[Stored data entries]
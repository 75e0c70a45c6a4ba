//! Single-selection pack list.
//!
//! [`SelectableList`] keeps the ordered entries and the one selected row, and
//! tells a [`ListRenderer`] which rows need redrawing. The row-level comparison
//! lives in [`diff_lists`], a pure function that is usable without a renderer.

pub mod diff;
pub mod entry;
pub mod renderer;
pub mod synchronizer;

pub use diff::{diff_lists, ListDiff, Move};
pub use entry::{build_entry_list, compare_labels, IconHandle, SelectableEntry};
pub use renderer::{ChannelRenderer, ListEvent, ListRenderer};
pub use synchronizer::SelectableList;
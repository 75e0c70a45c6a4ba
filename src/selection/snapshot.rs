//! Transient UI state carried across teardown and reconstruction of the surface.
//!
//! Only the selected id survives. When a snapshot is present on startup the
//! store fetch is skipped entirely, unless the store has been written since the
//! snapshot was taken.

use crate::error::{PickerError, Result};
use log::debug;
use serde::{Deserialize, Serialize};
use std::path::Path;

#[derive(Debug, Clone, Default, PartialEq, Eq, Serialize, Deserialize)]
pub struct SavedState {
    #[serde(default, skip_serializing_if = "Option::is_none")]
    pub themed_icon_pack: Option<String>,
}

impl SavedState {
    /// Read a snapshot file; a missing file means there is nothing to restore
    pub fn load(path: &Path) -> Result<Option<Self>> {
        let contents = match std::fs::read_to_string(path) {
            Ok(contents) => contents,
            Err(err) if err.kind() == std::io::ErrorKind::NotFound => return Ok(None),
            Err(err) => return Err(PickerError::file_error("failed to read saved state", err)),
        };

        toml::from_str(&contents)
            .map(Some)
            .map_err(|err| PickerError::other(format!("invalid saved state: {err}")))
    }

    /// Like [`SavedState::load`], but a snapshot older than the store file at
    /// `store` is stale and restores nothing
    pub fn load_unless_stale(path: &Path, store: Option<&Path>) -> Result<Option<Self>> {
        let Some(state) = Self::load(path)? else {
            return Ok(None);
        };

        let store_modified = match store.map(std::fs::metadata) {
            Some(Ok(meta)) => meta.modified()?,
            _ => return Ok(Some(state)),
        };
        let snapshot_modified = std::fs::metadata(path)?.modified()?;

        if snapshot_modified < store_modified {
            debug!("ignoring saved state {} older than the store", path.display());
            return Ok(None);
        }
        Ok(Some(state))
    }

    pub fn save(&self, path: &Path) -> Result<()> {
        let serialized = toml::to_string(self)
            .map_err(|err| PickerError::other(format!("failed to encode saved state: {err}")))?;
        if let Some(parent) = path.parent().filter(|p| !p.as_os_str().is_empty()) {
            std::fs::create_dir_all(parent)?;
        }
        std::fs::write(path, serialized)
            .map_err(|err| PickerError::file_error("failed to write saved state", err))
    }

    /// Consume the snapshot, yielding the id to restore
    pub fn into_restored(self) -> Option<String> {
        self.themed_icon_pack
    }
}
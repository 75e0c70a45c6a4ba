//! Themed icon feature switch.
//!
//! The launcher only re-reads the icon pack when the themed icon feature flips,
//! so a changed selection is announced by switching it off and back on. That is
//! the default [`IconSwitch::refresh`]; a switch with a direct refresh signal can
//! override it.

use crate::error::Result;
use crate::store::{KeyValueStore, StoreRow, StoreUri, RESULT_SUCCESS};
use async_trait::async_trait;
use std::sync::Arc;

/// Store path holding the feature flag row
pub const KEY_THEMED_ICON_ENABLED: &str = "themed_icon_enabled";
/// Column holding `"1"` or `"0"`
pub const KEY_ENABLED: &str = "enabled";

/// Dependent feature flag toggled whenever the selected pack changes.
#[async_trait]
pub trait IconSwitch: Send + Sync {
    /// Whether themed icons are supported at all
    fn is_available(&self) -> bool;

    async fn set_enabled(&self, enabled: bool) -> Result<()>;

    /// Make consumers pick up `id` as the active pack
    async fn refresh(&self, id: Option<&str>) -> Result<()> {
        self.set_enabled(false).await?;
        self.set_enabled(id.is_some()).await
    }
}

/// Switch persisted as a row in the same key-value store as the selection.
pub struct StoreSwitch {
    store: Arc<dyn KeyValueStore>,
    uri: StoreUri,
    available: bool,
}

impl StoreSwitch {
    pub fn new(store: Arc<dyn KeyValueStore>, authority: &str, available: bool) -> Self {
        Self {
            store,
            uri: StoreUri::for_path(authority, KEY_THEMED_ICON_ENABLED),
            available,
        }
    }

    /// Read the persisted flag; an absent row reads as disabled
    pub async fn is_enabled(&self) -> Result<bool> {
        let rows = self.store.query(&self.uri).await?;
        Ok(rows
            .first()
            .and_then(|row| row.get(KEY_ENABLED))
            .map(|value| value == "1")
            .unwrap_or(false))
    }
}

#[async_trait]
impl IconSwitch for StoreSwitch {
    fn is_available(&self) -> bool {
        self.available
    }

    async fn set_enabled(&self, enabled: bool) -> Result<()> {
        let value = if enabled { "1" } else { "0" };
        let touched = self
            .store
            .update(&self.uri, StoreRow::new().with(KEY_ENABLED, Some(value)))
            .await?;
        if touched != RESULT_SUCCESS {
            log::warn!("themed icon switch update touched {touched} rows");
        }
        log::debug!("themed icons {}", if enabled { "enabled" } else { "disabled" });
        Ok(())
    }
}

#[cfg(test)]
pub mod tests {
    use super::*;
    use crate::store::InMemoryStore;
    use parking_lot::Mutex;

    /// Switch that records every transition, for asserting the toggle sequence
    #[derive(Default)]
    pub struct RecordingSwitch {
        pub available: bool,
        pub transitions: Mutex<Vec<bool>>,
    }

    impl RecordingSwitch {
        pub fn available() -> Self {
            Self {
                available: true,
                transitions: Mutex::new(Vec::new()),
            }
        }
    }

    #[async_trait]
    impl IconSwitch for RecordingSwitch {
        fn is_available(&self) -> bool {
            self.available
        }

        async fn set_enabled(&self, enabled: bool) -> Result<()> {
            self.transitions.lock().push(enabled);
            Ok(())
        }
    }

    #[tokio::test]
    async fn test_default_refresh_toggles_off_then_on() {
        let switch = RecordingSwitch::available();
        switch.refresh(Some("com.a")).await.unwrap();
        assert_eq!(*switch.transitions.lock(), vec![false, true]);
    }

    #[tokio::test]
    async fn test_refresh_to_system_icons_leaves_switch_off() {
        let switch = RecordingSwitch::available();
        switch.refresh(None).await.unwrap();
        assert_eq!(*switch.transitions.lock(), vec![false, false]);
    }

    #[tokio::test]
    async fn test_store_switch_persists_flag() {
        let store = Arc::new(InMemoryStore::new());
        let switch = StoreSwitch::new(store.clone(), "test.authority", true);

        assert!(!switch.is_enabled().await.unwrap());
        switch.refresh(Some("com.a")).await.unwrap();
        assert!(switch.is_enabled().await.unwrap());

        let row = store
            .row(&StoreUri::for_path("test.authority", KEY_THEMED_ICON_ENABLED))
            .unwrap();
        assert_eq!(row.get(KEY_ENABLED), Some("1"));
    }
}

# [Task directions]
Once you find the line with "pub struct SavedState" in the entries above, output it and each line after it up to and including the line with "and restores nothing", and nothing else.

# [Solution to this task]
pub struct SavedState {
    #[serde(default, skip_serializing_if = "Option::is_none")]
    pub themed_icon_pack: Option<String>,
}

impl SavedState {
    /// Read a snapshot file; a missing file means there is nothing to restore
    pub fn load(path: &Path) -> Result<Option<Self>> {
        let contents = match std::fs::read_to_string(path) {
            Ok(contents) => contents,
            Err(err) if err.kind() == std::io::ErrorKind::NotFound => return Ok(None),
            Err(err) => return Err(PickerError::file_error("failed to read saved state", err)),
        };

        toml::from_str(&contents)
            .map(Some)
            .map_err(|err| PickerError::other(format!("invalid saved state: {err}")))
    }

    /// Like [`SavedState::load`], but a snapshot older than the store file at
    /// `store` is stale and restores nothing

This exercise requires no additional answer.